Dans le film, le village fictif de Bussy du roman a les allures de la commune de Marville dans le département de la Meuse, la plupart des extérieurs ont été tournés là pour les scènes de vie au village, avant et pendant l’occupation. Cette coproduction anglo-franco-belge a trouvé tous ses lieux de tournage en France et en Belgique.






Les bureaux de l’ancienne Société des Charbonnages du Bois-du-Luc; film (2015) vs réalité (2021 et 2024)
Le Musée de la Mine et du Développement Durable à Bois-du-Luc sert régulièrement de lieu de tournage pour des films d’époque, je vous en avais déjà parlé dans les deux articles consacrés au film Wil sorti en 2023. La production de Suite française a utilisé une bonne partie de l’aile administrative des anciens charbonnages de la société du Bois-du-Luc, près de La Louvière en région du Centre (Belgique). On a installé ici les bureaux de la Kommandantur de Bussy, en réalité le bureau directorial du musée, le bureau de paie et un petit bureau à l’étage du musée, le couloir d’entrée apparaît également à plusieurs reprises dans le film.
Parmi les acteurs principaux du long métrage qui sont passés par Bois-du-Luc, citons Lambert Wilson, Michelle Williams, Matthias Schoenaerts, Harriet Walter, Ruth Wilson, Sam Riley et Heino Ferch. Soit un casting composé d’acteurs et d’actrices venus de France, Allemagne, Belgique, Grande-Bretagne et des États-Unis.

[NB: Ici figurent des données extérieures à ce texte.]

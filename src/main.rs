use anyhow::{Context, Result};
use axum::serve;
use chaiwala::api::client::BackendClient;
use chaiwala::core::config::Config;
use chaiwala::core::routes::build_router;
use chaiwala::core::startup::prepare;
use chaiwala::core::state::AppState;
use chaiwala::core::tracing_init::init_tracing;
use std::env;
use std::path::PathBuf;
use std::sync::Arc;
use std::time::Duration;
use tokio::net::TcpListener;
use tokio::signal;
use tower::ServiceBuilder;
use tower_http::trace::{DefaultMakeSpan, DefaultOnResponse, TraceLayer};
use tracing::{info, Level};

fn main() -> Result<()> {
    let args: Vec<String> = env::args().collect();

    let config_path = if args.len() > 1 {
        PathBuf::from(&args[1])
    } else {
        PathBuf::from("config.toml")
    };

    // Load and validate configuration
    let config = Config::from_file(&config_path)
        .context(format!(
            "Failed to load configuration from '{}'. \
            If this is your first time running the site, copy config.example.toml to config.toml and adjust the values.",
            config_path.display()
        ))?;

    init_tracing(&config.logging);

    let runtime = tokio::runtime::Builder::new_multi_thread()
        .worker_threads(config.server.num_threads)
        .enable_all()
        .build()
        .context("Failed to build Tokio runtime")?;

    runtime.block_on(async_main(config, config_path))
}

async fn async_main(config: Config, config_path: PathBuf) -> Result<()> {
    info!(
        config_path = %config_path.display(),
        port = config.server.port,
        num_threads = config.server.num_threads,
        backend = %config.backend.base_url,
        log_level = %config.logging.level,
        log_format = %config.logging.format,
        "Chai Wala starting"
    );

    let backend = BackendClient::new(
        &config.backend.base_url,
        Duration::from_secs(config.backend.request_timeout_secs),
    )
    .context("Failed to create backend client")?;

    let state = AppState::new(config.clone(), backend);

    // Identity and feed are settled before the first request is served
    prepare(&state).await;

    info!(
        user_resolved = state.session.is_resolved(),
        posts = state.feed.len(),
        cart_items = state.orders.cart().items.len(),
        "Chai Wala startup complete"
    );

    let app = build_router(Arc::new(state))
        .layer(
            ServiceBuilder::new()
                .layer(
                    TraceLayer::new_for_http()
                        .make_span_with(DefaultMakeSpan::new().level(Level::DEBUG))
                        .on_response(DefaultOnResponse::new().level(Level::DEBUG))
                )
        );

    let addr = format!("{}:{}", config.server.bind_address, config.server.port);
    let listener = TcpListener::bind(&addr).await
        .context(format!("Failed to bind TCP listener to {}", addr))?;

    info!(address = %addr, "Serving the shop front");

    serve(listener, app)
        .with_graceful_shutdown(shutdown_signal())
        .await
        .context("HTTP server error")?;

    info!("Shutting down gracefully");

    Ok(())
}

/// Wait for shutdown signal (Ctrl+C or SIGTERM)
async fn shutdown_signal() {
    let ctrl_c = async {
        signal::ctrl_c()
            .await
            .expect("Failed to install Ctrl+C handler");
    };

    #[cfg(unix)]
    let terminate = async {
        signal::unix::signal(signal::unix::SignalKind::terminate())
            .expect("Failed to install SIGTERM handler")
            .recv()
            .await;
    };

    #[cfg(not(unix))]
    let terminate = std::future::pending::<()>();

    tokio::select! {
        _ = ctrl_c => {
            info!("Received Ctrl+C signal");
        },
        _ = terminate => {
            info!("Received SIGTERM signal");
        },
    }

    info!("Shutdown signal received, starting graceful shutdown");
}
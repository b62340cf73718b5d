use crate::core::error::BackendError;
use crate::models::order::{MockPayment, NewOrder, Order};
use crate::models::post::{NewPost, Post};
use crate::models::user::{NewUser, User};
use serde::de::DeserializeOwned;
use std::time::Duration;
use tracing::debug;

const USERS: &str = "/api/users";
const POSTS: &str = "/api/posts";
const ORDERS: &str = "/api/orders";
const MOCK_COMPLETE: &str = "/api/payments/mock-complete";

/// HTTP client for the chai backend.
///
/// Every call is a single request/response round trip. Nothing is retried;
/// callers decide what a failure means for their state.
#[derive(Clone)]
pub struct BackendClient {
    client: reqwest::Client,
    base_url: String,
}

impl BackendClient {
    pub fn new(base_url: &str, timeout: Duration) -> Result<Self, BackendError> {
        let client = reqwest::Client::builder()
            .timeout(timeout)
            .build()
            .map_err(BackendError::ClientBuild)?;

        Ok(Self {
            client,
            base_url: base_url.trim_end_matches('/').to_string(),
        })
    }

    pub fn base_url(&self) -> &str {
        &self.base_url
    }

    fn url(&self, path: &str) -> String {
        format!("{}{}", self.base_url, path)
    }

    /// Look a user up by handle.
    ///
    /// Any non-success status counts as a miss and yields `Ok(None)`.
    pub async fn find_user(&self, handle: &str) -> Result<Option<User>, BackendError> {
        const ENDPOINT: &str = "GET /api/users";

        let response = self
            .client
            .get(self.url(USERS))
            .query(&[("handle", handle)])
            .send()
            .await
            .map_err(|source| BackendError::Transport { endpoint: ENDPOINT, source })?;

        if !response.status().is_success() {
            debug!(handle = %handle, status = %response.status(), "User lookup missed");
            return Ok(None);
        }

        decode(ENDPOINT, response).await.map(Some)
    }

    pub async fn create_user(&self, user: &NewUser) -> Result<User, BackendError> {
        const ENDPOINT: &str = "POST /api/users";

        let response = self
            .client
            .post(self.url(USERS))
            .json(user)
            .send()
            .await
            .map_err(|source| BackendError::Transport { endpoint: ENDPOINT, source })?;

        decode(ENDPOINT, checked(ENDPOINT, response)?).await
    }

    /// Fetch the full feed in backend order
    pub async fn list_posts(&self) -> Result<Vec<Post>, BackendError> {
        const ENDPOINT: &str = "GET /api/posts";

        let response = self
            .client
            .get(self.url(POSTS))
            .send()
            .await
            .map_err(|source| BackendError::Transport { endpoint: ENDPOINT, source })?;

        decode(ENDPOINT, checked(ENDPOINT, response)?).await
    }

    /// Submit a post. Only the status matters; the body is not read.
    pub async fn create_post(&self, post: &NewPost) -> Result<(), BackendError> {
        const ENDPOINT: &str = "POST /api/posts";

        let response = self
            .client
            .post(self.url(POSTS))
            .json(post)
            .send()
            .await
            .map_err(|source| BackendError::Transport { endpoint: ENDPOINT, source })?;

        checked(ENDPOINT, response)?;
        Ok(())
    }

    pub async fn create_order(&self, order: &NewOrder) -> Result<Order, BackendError> {
        const ENDPOINT: &str = "POST /api/orders";

        let response = self
            .client
            .post(self.url(ORDERS))
            .json(order)
            .send()
            .await
            .map_err(|source| BackendError::Transport { endpoint: ENDPOINT, source })?;

        decode(ENDPOINT, checked(ENDPOINT, response)?).await
    }

    /// Ask the payment test double to settle an order
    pub async fn complete_mock_payment(&self, payment: &MockPayment) -> Result<Order, BackendError> {
        const ENDPOINT: &str = "POST /api/payments/mock-complete";

        let response = self
            .client
            .post(self.url(MOCK_COMPLETE))
            .json(payment)
            .send()
            .await
            .map_err(|source| BackendError::Transport { endpoint: ENDPOINT, source })?;

        decode(ENDPOINT, checked(ENDPOINT, response)?).await
    }
}

fn checked(
    endpoint: &'static str,
    response: reqwest::Response,
) -> Result<reqwest::Response, BackendError> {
    let status = response.status();
    if !status.is_success() {
        return Err(BackendError::Status { endpoint, status });
    }
    Ok(response)
}

async fn decode<T: DeserializeOwned>(
    endpoint: &'static str,
    response: reqwest::Response,
) -> Result<T, BackendError> {
    response
        .json::<T>()
        .await
        .map_err(|source| BackendError::Decode { endpoint, source })
}
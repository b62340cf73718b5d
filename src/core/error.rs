// Centralized error handling for the storefront

use axum::{
    http::StatusCode,
    response::{Html, IntoResponse, Response},
};
use thiserror::Error;

/// Errors returned by the backend HTTP client
#[derive(Error, Debug)]
pub enum BackendError {
    #[error("Failed to create HTTP client: {0}")]
    ClientBuild(#[source] reqwest::Error),

    #[error("Failed to send request to {endpoint}: {source}")]
    Transport {
        endpoint: &'static str,
        #[source]
        source: reqwest::Error,
    },

    #[error("{endpoint} returned error status: {status}")]
    Status {
        endpoint: &'static str,
        status: reqwest::StatusCode,
    },

    #[error("Failed to parse JSON response from {endpoint}: {source}")]
    Decode {
        endpoint: &'static str,
        #[source]
        source: reqwest::Error,
    },
}

/// Errors that abort a workflow step without touching UI state
#[derive(Error, Debug)]
pub enum WorkflowError {
    #[error("Demo user {handle} not found")]
    UserNotFound { handle: String },

    #[error(transparent)]
    Backend(#[from] BackendError),
}

/// Errors surfaced to the visitor by page handlers
#[derive(Error, Debug)]
pub enum PageError {
    #[error("Not found: {0}")]
    NotFound(String),

    #[error("Failed to render page: {0}")]
    Render(#[from] askama::Error),
}

impl IntoResponse for PageError {
    fn into_response(self) -> Response {
        match &self {
            PageError::NotFound(what) => {
                let body = format!(
                    "<!doctype html><title>Not found</title><p>{} went cold. <a href=\"/\">Back to the chai</a></p>",
                    what
                );
                (StatusCode::NOT_FOUND, Html(body)).into_response()
            }
            PageError::Render(_) => {
                tracing::error!(error = %self, "Page rendering failed");
                (StatusCode::INTERNAL_SERVER_ERROR, "Internal Server Error").into_response()
            }
        }
    }
}

#[cfg(test)]
mod tests {
    use super::*;

    #[test]
    fn test_not_found_maps_to_404() {
        let response = PageError::NotFound("Easter egg 9".to_string()).into_response();
        assert_eq!(response.status(), StatusCode::NOT_FOUND);
    }

    #[test]
    fn test_render_error_maps_to_500() {
        let response = PageError::Render(askama::Error::Fmt).into_response();
        assert_eq!(response.status(), StatusCode::INTERNAL_SERVER_ERROR);
    }

    #[test]
    fn test_workflow_error_messages() {
        let err = WorkflowError::UserNotFound {
            handle: "@rvu_guest".to_string(),
        };
        assert_eq!(err.to_string(), "Demo user @rvu_guest not found");

        let err = WorkflowError::from(BackendError::Status {
            endpoint: "POST /api/orders",
            status: reqwest::StatusCode::BAD_GATEWAY,
        });
        assert_eq!(
            err.to_string(),
            "POST /api/orders returned error status: 502 Bad Gateway"
        );
    }
}
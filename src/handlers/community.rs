use crate::core::state::AppState;
use crate::services::community::{refresh, submit};
use crate::services::outcome::Outcome;
use axum::{
    extract::State,
    response::Redirect,
    Form,
};
use serde::Deserialize;
use std::sync::Arc;
use tracing::{debug, info, warn};

const FEED_ANCHOR: &str = "/#community";

#[derive(Deserialize)]
pub struct PostForm {
    #[serde(default)]
    pub text: String,
}

/// Submit a post as the demo user
///
/// POST /community/posts (form: text)
pub async fn submit_post_handler(
    State(state): State<Arc<AppState>>,
    Form(form): Form<PostForm>,
) -> Redirect {
    match submit(&state.feed, &state.session, &state.backend, form.text).await {
        Ok(Outcome::Done(posts)) => info!(posts = posts, "Post accepted"),
        Ok(Outcome::Skipped(reason)) => debug!(reason = %reason, "Post submission skipped"),
        Err(e) => warn!(error = %e, "Post submission failed"),
    }

    Redirect::to(FEED_ANCHOR)
}

/// Reload the feed
///
/// POST /community/refresh
pub async fn refresh_handler(State(state): State<Arc<AppState>>) -> Redirect {
    if let Err(e) = refresh(&state.feed, &state.backend).await {
        warn!(error = %e, "Feed refresh failed");
    }

    Redirect::to(FEED_ANCHOR)
}
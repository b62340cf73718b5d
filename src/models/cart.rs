use crate::core::config::CartConfig;

/// Fixed demo selection shown in the order panel
#[derive(Clone, Debug, PartialEq)]
pub struct Cart {
    pub items: Vec<String>,
    /// Whole rupees
    pub total: u32,
}

impl Cart {
    pub fn new(items: Vec<String>, total: u32) -> Self {
        Self { items, total }
    }
}

impl From<&CartConfig> for Cart {
    fn from(config: &CartConfig) -> Self {
        Self::new(config.items.clone(), config.total)
    }
}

Lambert Wilson, dans le rôle du maire de Bussy, le Vicomte de Montmort, tente de faire ami-ami avec l’ennemi afin de préserver sa commune et ses habitants. Il apparaît à plusieurs reprises dans le bureau directorial occupé par le major de l’armée de terre allemande en poste (Heino Ferch). On voit beaucoup à l’écran la bibliothèque qui occupe tout un mur du bureau. Pour le film, les tables et chaises ont légèrement été déplacées, des stores de couleur claire ont été posés sur les fenêtres, les lampes de bureau et objets décoratifs ont été changés. Mais pas les bureaux eux-mêmes et les chaises qui sont bien ceux qui appartiennent au musée et que l’on peut apercevoir lors de la visite du musée.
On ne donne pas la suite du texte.